- _YOUR OBJECTIVE_
Pull out from the material below all lines with "repository".
• • • •
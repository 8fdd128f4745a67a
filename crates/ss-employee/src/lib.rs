//! StaffSync employee service library.
//!
//! Owns the employee and department stores. Employee mutations that affect
//! the login stage lifecycle events in the transactional outbox; the bus
//! consumer handler applies auth-originated events to the local store.

pub mod access;
pub mod api;
pub mod domain;
pub mod handler;
pub mod repository;
pub mod seed;
pub mod service;

pub use access::{authorize_employee_read, AccessTarget, Requester};
pub use api::{router, AppState, EmployeeApiDoc};
pub use domain::{
    CreateDepartmentRequest, CreateEmployeeRequest, DepartmentPatch, DepartmentRecord,
    EmployeePatch, EmployeeRecord,
};
pub use handler::EmployeeEventHandler;
pub use repository::{DepartmentStore, EmployeeStore};
pub use seed::{DefaultSeeder, SeedConfig};
pub use service::{DepartmentService, EmployeeService};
• • • •
- _ANSWER TO THE EXERCISE_
repository 8fdd128f4745a67a
pub mod repository;
pub use repository::{DepartmentStore, EmployeeStore};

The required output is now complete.